◆ What is expected: Word for word, restate each entry that appears below.

◆ Extracted records:
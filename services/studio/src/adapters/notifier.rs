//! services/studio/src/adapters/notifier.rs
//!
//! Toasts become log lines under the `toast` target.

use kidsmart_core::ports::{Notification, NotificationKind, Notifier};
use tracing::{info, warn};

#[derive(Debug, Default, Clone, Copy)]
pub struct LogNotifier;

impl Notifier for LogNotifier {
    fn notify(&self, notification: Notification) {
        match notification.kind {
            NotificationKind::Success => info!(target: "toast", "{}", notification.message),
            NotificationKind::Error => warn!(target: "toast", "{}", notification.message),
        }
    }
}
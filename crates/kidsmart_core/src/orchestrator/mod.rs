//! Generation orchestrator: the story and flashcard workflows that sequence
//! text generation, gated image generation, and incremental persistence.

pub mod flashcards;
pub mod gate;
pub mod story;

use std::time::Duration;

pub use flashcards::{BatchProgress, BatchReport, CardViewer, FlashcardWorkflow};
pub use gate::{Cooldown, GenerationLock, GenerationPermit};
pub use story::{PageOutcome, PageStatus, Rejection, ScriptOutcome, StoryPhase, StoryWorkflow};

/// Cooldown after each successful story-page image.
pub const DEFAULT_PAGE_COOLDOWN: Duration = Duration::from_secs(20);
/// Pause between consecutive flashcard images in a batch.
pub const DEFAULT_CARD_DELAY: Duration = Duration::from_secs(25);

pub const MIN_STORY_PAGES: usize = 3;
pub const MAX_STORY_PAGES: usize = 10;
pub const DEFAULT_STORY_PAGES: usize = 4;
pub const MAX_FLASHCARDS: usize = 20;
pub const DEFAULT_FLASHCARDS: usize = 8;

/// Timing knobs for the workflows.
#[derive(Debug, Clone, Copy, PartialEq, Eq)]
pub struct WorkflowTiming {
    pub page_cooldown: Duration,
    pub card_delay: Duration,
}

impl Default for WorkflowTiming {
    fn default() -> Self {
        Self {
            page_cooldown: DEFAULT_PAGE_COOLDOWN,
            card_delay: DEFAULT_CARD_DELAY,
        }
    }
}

◆ Task answer:
filename services/studio/src/adapters/notifier.rs
//! services/studio/src/adapters/notifier.rs
//!
//! Toasts become log lines under the `toast` target.

use kidsmart_core::ports::{Notification, NotificationKind, Notifier};
use tracing::{info, warn};

#[derive(Debug, Default, Clone, Copy)]
pub struct LogNotifier;

impl Notifier for LogNotifier {
    fn notify(&self, notification: Notification) {
        match notification.kind {
            NotificationKind::Success => info!(target: "toast", "{}", notification.message),
            NotificationKind::Error => warn!(target: "toast", "{}", notification.message),
        }
    }
}
filename crates/kidsmart_core/src/orchestrator/mod.rs
//! Generation orchestrator: the story and flashcard workflows that sequence
//! text generation, gated image generation, and incremental persistence.

pub mod flashcards;
pub mod gate;
pub mod story;

use std::time::Duration;

pub use flashcards::{BatchProgress, BatchReport, CardViewer, FlashcardWorkflow};
pub use gate::{Cooldown, GenerationLock, GenerationPermit};
pub use story::{PageOutcome, PageStatus, Rejection, ScriptOutcome, StoryPhase, StoryWorkflow};

/// Cooldown after each successful story-page image.
pub const DEFAULT_PAGE_COOLDOWN: Duration = Duration::from_secs(20);
/// Pause between consecutive flashcard images in a batch.
pub const DEFAULT_CARD_DELAY: Duration = Duration::from_secs(25);

pub const MIN_STORY_PAGES: usize = 3;
pub const MAX_STORY_PAGES: usize = 10;
pub const DEFAULT_STORY_PAGES: usize = 4;
pub const MAX_FLASHCARDS: usize = 20;
pub const DEFAULT_FLASHCARDS: usize = 8;

/// Timing knobs for the workflows.
#[derive(Debug, Clone, Copy, PartialEq, Eq)]
pub struct WorkflowTiming {
    pub page_cooldown: Duration,
    pub card_delay: Duration,
}

impl Default for WorkflowTiming {
    fn default() -> Self {
        Self {
            page_cooldown: DEFAULT_PAGE_COOLDOWN,
            card_delay: DEFAULT_CARD_DELAY,
        }
    }
}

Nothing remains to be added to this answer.